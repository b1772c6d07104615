//! System health checks for repoarchive
//!
//! Preflight checks behind `repoarchive doctor`. They only read the
//! filesystem and never touch a repository.

use crate::git::GitClient;
use crate::mirror;
use crate::Config;
use std::path::Path;

/// Result of system health checks
#[derive(Debug, Clone)]
pub struct HealthCheck {
    /// Git installation status
    pub git: CheckResult,
    /// Archive repository status
    pub archive: CheckResult,
    /// One entry per configured source tree
    pub sources: Vec<(String, CheckResult)>,
}

/// Result of an individual health check
#[derive(Debug, Clone)]
pub struct CheckResult {
    pub passed: bool,
    pub message: String,
    pub details: Option<String>,
    pub is_warning: bool,
}

impl CheckResult {
    fn ok(message: impl Into<String>) -> Self {
        Self {
            passed: true,
            message: message.into(),
            details: None,
            is_warning: false,
        }
    }

    fn ok_with_details(message: impl Into<String>, details: impl Into<String>) -> Self {
        Self {
            passed: true,
            message: message.into(),
            details: Some(details.into()),
            is_warning: false,
        }
    }

    fn error_with_details(message: impl Into<String>, details: impl Into<String>) -> Self {
        Self {
            passed: false,
            message: message.into(),
            details: Some(details.into()),
            is_warning: false,
        }
    }

    fn warning(message: impl Into<String>) -> Self {
        Self {
            passed: true,
            message: message.into(),
            details: None,
            is_warning: true,
        }
    }

    fn warning_with_details(message: impl Into<String>, details: impl Into<String>) -> Self {
        Self {
            passed: true,
            message: message.into(),
            details: Some(details.into()),
            is_warning: true,
        }
    }
}

impl HealthCheck {
    /// Run all health checks
    pub async fn run(config: &Config) -> Self {
        let git = Self::check_git(&GitClient::new()).await;
        let archive_path = config.archive_path();

        Self {
            git,
            archive: Self::check_archive(&archive_path),
            sources: config
                .source_paths()
                .iter()
                .map(|source| {
                    (
                        source.display().to_string(),
                        Self::check_source(source, &archive_path),
                    )
                })
                .collect(),
        }
    }

    /// Git and the archive are required; a bad source only skips that tree
    pub fn all_passed(&self) -> bool {
        self.git.passed && self.archive.passed
    }

    /// Get list of failed checks (errors only, not warnings)
    pub fn errors(&self) -> Vec<&CheckResult> {
        self.all_checks()
            .into_iter()
            .map(|(_, r)| r)
            .filter(|r| !r.passed && !r.is_warning)
            .collect()
    }

    /// Get list of warnings
    pub fn warnings(&self) -> Vec<&CheckResult> {
        self.all_checks()
            .into_iter()
            .map(|(_, r)| r)
            .filter(|r| r.is_warning)
            .collect()
    }

    async fn check_git(git: &GitClient) -> CheckResult {
        match git.version().await {
            Ok(version) => CheckResult::ok_with_details("Git installed", version),
            Err(e) => CheckResult::error_with_details(
                "Git not usable",
                format!("{:#}\nInstall git: https://git-scm.com/downloads", e),
            ),
        }
    }

    fn check_archive(archive: &Path) -> CheckResult {
        if !archive.is_dir() {
            return CheckResult::error_with_details(
                "Archive directory does not exist",
                format!("Run: mkdir -p {0} && git -C {0} init", archive.display()),
            );
        }
        if !GitClient::is_repository(archive) {
            return CheckResult::error_with_details(
                "Archive is not a git repository",
                format!("Run: git -C {} init", archive.display()),
            );
        }
        CheckResult::ok_with_details("Archive repository found", archive.display().to_string())
    }

    fn check_source(source: &Path, archive: &Path) -> CheckResult {
        if !source.is_dir() {
            return CheckResult::warning("Not a directory, will be skipped");
        }
        if !GitClient::is_repository(source) {
            return CheckResult::warning_with_details(
                "Not a git repository, commits will be skipped",
                format!("Run: git -C {} init", source.display()),
            );
        }

        if let (Ok(source_path), Ok(archive_path)) =
            (mirror::resolve(source), mirror::resolve(archive))
        {
            if let Some(destination) = mirror::destination_for(&source_path, &archive_path) {
                if let Some(reason) =
                    mirror::nesting_conflict(&source_path, &archive_path, &destination)
                {
                    return CheckResult::warning_with_details(
                        "Mirror will be skipped",
                        reason,
                    );
                }
            }
        }

        CheckResult::ok("Git repository found")
    }

    /// Get all checks for iteration
    pub fn all_checks(&self) -> Vec<(String, &CheckResult)> {
        let mut checks = vec![
            ("Git Installation".to_string(), &self.git),
            ("Archive Repository".to_string(), &self.archive),
        ];
        checks.extend(
            self.sources
                .iter()
                .map(|(name, result)| (format!("Source {}", name), result)),
        );
        checks
    }
}
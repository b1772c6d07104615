use anyhow::{anyhow, Context, Result};
use std::ffi::OsString;
use std::path::Path;
use tokio::process::Command as AsyncCommand;
use tracing::debug;

/// Name of the metadata directory git keeps inside a working tree
pub const GIT_DIR: &str = ".git";

/// Thin wrapper over the `git` executable. Every call runs to completion
/// before returning; there is no timeout.
#[derive(Debug, Clone)]
pub struct GitClient {
    program: OsString,
}

/// Captured result of a finished git invocation
#[derive(Debug, Clone)]
pub struct GitOutput {
    /// Exit code, `None` if the process was killed by a signal
    pub code: Option<i32>,
    pub stdout: String,
    pub stderr: String,
}

impl GitOutput {
    pub fn success(&self) -> bool {
        self.code == Some(0)
    }

    /// Exit code rendered for log lines
    pub fn code_display(&self) -> String {
        match self.code {
            Some(code) => code.to_string(),
            None => "signal".to_string(),
        }
    }
}

/// Answer of `git status --porcelain`
#[derive(Debug, Clone, PartialEq, Eq)]
pub enum StatusCheck {
    Clean,
    Dirty,
    /// The status query itself failed
    Failed(String),
}

impl Default for GitClient {
    fn default() -> Self {
        Self::new()
    }
}

impl GitClient {
    pub fn new() -> Self {
        Self::with_program("git")
    }

    /// Use a different executable in place of `git`
    pub fn with_program(program: impl Into<OsString>) -> Self {
        Self {
            program: program.into(),
        }
    }

    /// A working tree is a directory with a `.git` entry (directory, or file
    /// for worktrees and submodules)
    pub fn is_repository(path: &Path) -> bool {
        path.join(GIT_DIR).exists()
    }

    /// Run git with `args` inside `repo` and capture its output
    pub async fn run(&self, repo: &Path, args: &[&str]) -> Result<GitOutput> {
        debug!("git {} (in {})", args.join(" "), repo.display());

        let output = AsyncCommand::new(&self.program)
            .args(args)
            .current_dir(repo)
            .output()
            .await
            .with_context(|| format!("Failed to execute git {}", args.first().unwrap_or(&"")))?;

        Ok(GitOutput {
            code: output.status.code(),
            stdout: String::from_utf8_lossy(&output.stdout).into_owned(),
            stderr: String::from_utf8_lossy(&output.stderr).trim().to_string(),
        })
    }

    pub async fn status_porcelain(&self, repo: &Path) -> Result<StatusCheck> {
        let output = self.run(repo, &["status", "--porcelain"]).await?;

        if !output.success() {
            return Ok(StatusCheck::Failed(output.stderr));
        }

        if output.stdout.trim().is_empty() {
            Ok(StatusCheck::Clean)
        } else {
            Ok(StatusCheck::Dirty)
        }
    }

    /// Stage everything; a non-zero exit is an error
    pub async fn add_all(&self, repo: &Path) -> Result<()> {
        let output = self.run(repo, &["add", "-A"]).await?;

        if !output.success() {
            return Err(anyhow!(
                "git add -A returned {}: {}",
                output.code_display(),
                output.stderr
            ));
        }

        Ok(())
    }

    /// Commit staged changes. The exit status is left for the caller to judge.
    pub async fn commit(&self, repo: &Path, message: &str) -> Result<GitOutput> {
        self.run(repo, &["commit", "-m", message]).await
    }

    pub async fn push(&self, repo: &Path) -> Result<GitOutput> {
        self.run(repo, &["push"]).await
    }

    /// `git --version`, trimmed
    pub async fn version(&self) -> Result<String> {
        let output = AsyncCommand::new(&self.program)
            .arg("--version")
            .output()
            .await
            .context("Failed to execute git --version")?;

        if !output.status.success() {
            return Err(anyhow!("git --version failed"));
        }

        Ok(String::from_utf8_lossy(&output.stdout).trim().to_string())
    }
}

#[cfg(test)]
mod tests {
    use super::*;
    use tempfile::TempDir;

    async fn init_repo() -> (TempDir, GitClient) {
        let temp_dir = TempDir::new().expect("Failed to create temp dir");
        let git = GitClient::new();
        for args in [
            vec!["init", "--quiet"],
            vec!["config", "user.name", "Test User"],
            vec!["config", "user.email", "test@example.com"],
            vec!["config", "commit.gpgsign", "false"],
        ] {
            let out = git.run(temp_dir.path(), &args).await.unwrap();
            assert!(out.success(), "git {:?} failed: {}", args, out.stderr);
        }
        (temp_dir, git)
    }

    #[test]
    fn test_git_output_success() {
        let ok = GitOutput {
            code: Some(0),
            stdout: String::new(),
            stderr: String::new(),
        };
        let failed = GitOutput {
            code: Some(128),
            ..ok.clone()
        };
        let killed = GitOutput { code: None, ..ok.clone() };

        assert!(ok.success());
        assert!(!failed.success());
        assert_eq!(failed.code_display(), "128");
        assert!(!killed.success());
        assert_eq!(killed.code_display(), "signal");
    }

    #[test]
    fn test_is_repository() {
        let temp_dir = TempDir::new().unwrap();
        assert!(!GitClient::is_repository(temp_dir.path()));

        std::fs::create_dir(temp_dir.path().join(".git")).unwrap();
        assert!(GitClient::is_repository(temp_dir.path()));
    }

    #[tokio::test]
    async fn test_status_clean_then_dirty() {
        let (repo, git) = init_repo().await;

        assert_eq!(git.status_porcelain(repo.path()).await.unwrap(), StatusCheck::Clean);

        std::fs::write(repo.path().join("notes.txt"), "hello").unwrap();
        assert_eq!(git.status_porcelain(repo.path()).await.unwrap(), StatusCheck::Dirty);
    }

    #[tokio::test]
    async fn test_status_broken_repository_fails() {
        let temp_dir = TempDir::new().unwrap();
        std::fs::write(temp_dir.path().join(".git"), "gitdir: /nonexistent/gitdir\n").unwrap();
        let git = GitClient::new();

        let status = git.status_porcelain(temp_dir.path()).await.unwrap();

        assert!(matches!(status, StatusCheck::Failed(_)));
    }

    #[tokio::test]
    async fn test_add_and_commit() {
        let (repo, git) = init_repo().await;
        std::fs::write(repo.path().join("a.txt"), "a").unwrap();

        git.add_all(repo.path()).await.unwrap();
        let out = git.commit(repo.path(), "first").await.unwrap();
        assert!(out.success(), "commit failed: {}", out.stderr);

        assert_eq!(git.status_porcelain(repo.path()).await.unwrap(), StatusCheck::Clean);

        // Nothing staged: git commit exits non-zero
        let out = git.commit(repo.path(), "empty").await.unwrap();
        assert!(!out.success());
    }

    #[tokio::test]
    async fn test_push_without_remote_fails() {
        let (repo, git) = init_repo().await;
        std::fs::write(repo.path().join("a.txt"), "a").unwrap();
        git.add_all(repo.path()).await.unwrap();
        git.commit(repo.path(), "first").await.unwrap();

        let out = git.push(repo.path()).await.unwrap();
        assert!(!out.success());
        assert!(!out.stderr.is_empty());
    }

    #[tokio::test]
    async fn test_missing_program_is_error() {
        let temp_dir = TempDir::new().unwrap();
        let git = GitClient::with_program("repoarchive-no-such-git-binary");

        assert!(git.run(temp_dir.path(), &["status"]).await.is_err());
        assert!(git.version().await.is_err());
    }

    #[tokio::test]
    async fn test_version() {
        let version = GitClient::new().version().await.unwrap();
        assert!(version.starts_with("git version"));
    }
}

- - -

### The task
Only the lines from the first line of the records through the line with "let git = Self::check_git(&GitClient::new()).await;" should be reproduced, exactly and with nothing added.

### Expected answer
repository b1772c6d07104615
//! System health checks for repoarchive
//!
//! Preflight checks behind `repoarchive doctor`. They only read the
//! filesystem and never touch a repository.

use crate::git::GitClient;
use crate::mirror;
use crate::Config;
use std::path::Path;

/// Result of system health checks
#[derive(Debug, Clone)]
pub struct HealthCheck {
    /// Git installation status
    pub git: CheckResult,
    /// Archive repository status
    pub archive: CheckResult,
    /// One entry per configured source tree
    pub sources: Vec<(String, CheckResult)>,
}

/// Result of an individual health check
#[derive(Debug, Clone)]
pub struct CheckResult {
    pub passed: bool,
    pub message: String,
    pub details: Option<String>,
    pub is_warning: bool,
}

impl CheckResult {
    fn ok(message: impl Into<String>) -> Self {
        Self {
            passed: true,
            message: message.into(),
            details: None,
            is_warning: false,
        }
    }

    fn ok_with_details(message: impl Into<String>, details: impl Into<String>) -> Self {
        Self {
            passed: true,
            message: message.into(),
            details: Some(details.into()),
            is_warning: false,
        }
    }

    fn error_with_details(message: impl Into<String>, details: impl Into<String>) -> Self {
        Self {
            passed: false,
            message: message.into(),
            details: Some(details.into()),
            is_warning: false,
        }
    }

    fn warning(message: impl Into<String>) -> Self {
        Self {
            passed: true,
            message: message.into(),
            details: None,
            is_warning: true,
        }
    }

    fn warning_with_details(message: impl Into<String>, details: impl Into<String>) -> Self {
        Self {
            passed: true,
            message: message.into(),
            details: Some(details.into()),
            is_warning: true,
        }
    }
}

impl HealthCheck {
    /// Run all health checks
    pub async fn run(config: &Config) -> Self {
        let git = Self::check_git(&GitClient::new()).await;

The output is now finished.